REQUIREMENT:
Go through the data line by line from the top, retyping each exactly, and end with the line that contains "f64, tps: Vec<TakeProfit>)".

Collection entries:
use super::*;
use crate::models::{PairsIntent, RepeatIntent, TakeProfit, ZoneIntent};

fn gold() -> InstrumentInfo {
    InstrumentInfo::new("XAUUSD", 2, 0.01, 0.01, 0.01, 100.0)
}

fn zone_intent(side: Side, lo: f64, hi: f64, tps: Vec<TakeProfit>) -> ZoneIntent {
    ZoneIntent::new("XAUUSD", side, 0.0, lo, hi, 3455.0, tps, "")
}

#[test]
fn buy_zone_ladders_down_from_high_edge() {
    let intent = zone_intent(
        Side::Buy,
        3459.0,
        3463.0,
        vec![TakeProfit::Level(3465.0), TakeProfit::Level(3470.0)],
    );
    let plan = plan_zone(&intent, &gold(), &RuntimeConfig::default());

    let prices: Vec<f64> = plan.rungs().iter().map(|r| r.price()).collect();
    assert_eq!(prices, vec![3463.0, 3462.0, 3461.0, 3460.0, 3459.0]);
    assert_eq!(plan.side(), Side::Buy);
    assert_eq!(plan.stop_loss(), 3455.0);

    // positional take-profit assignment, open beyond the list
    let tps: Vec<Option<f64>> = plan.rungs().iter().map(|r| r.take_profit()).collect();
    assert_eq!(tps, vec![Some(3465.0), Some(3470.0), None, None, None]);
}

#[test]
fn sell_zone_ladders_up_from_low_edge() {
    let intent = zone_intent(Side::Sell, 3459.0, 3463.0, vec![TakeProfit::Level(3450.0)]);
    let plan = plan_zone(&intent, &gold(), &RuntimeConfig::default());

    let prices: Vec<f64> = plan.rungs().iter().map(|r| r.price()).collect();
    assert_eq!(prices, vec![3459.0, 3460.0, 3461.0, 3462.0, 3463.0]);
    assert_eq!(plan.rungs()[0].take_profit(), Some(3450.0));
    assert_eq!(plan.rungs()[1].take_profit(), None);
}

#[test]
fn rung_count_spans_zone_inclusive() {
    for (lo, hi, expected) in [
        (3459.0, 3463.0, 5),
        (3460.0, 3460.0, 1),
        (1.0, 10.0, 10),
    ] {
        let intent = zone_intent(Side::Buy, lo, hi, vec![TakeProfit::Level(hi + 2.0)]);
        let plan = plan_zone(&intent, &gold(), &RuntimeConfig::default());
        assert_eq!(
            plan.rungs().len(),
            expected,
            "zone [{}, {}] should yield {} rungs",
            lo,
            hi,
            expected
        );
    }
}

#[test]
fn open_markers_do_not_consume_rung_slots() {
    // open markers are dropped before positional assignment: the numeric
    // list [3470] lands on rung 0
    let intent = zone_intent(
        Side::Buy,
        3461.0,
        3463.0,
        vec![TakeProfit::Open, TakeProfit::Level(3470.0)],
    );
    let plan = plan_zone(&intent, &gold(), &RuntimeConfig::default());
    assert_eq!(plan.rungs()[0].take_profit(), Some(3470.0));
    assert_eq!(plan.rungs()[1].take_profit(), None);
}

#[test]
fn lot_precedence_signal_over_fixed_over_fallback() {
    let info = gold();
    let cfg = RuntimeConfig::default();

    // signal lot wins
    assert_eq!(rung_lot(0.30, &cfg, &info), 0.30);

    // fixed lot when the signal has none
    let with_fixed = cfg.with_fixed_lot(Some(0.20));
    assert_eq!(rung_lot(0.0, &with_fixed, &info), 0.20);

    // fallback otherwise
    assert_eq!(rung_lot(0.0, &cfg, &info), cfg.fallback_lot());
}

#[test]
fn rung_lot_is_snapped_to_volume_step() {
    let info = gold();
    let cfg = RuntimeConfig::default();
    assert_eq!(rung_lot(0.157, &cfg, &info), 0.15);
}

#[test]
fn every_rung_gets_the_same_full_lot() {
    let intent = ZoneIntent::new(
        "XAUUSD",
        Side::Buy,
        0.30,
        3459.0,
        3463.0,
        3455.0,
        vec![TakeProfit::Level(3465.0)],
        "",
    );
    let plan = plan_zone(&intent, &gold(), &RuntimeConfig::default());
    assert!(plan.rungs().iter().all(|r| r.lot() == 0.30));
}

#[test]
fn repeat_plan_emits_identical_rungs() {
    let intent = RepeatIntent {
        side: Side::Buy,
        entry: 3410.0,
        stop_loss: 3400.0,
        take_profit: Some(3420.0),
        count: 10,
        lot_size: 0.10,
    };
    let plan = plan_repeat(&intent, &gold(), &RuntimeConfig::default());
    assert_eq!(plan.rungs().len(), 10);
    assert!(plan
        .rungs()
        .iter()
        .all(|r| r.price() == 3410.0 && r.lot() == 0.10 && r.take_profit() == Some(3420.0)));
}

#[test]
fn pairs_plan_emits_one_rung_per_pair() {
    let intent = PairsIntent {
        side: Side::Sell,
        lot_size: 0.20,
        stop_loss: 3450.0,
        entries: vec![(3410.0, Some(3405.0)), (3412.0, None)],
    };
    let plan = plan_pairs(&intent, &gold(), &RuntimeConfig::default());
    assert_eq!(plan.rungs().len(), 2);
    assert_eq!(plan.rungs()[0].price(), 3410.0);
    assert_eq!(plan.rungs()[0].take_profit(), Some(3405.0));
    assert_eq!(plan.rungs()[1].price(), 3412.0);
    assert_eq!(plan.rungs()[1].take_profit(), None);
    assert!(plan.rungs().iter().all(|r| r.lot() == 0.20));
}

RESPONSE BOX:
use super::*;
use crate::models::{PairsIntent, RepeatIntent, TakeProfit, ZoneIntent};

fn gold() -> InstrumentInfo {
    InstrumentInfo::new("XAUUSD", 2, 0.01, 0.01, 0.01, 100.0)
}

fn zone_intent(side: Side, lo: f64, hi: f64, tps: Vec<TakeProfit>) -> ZoneIntent {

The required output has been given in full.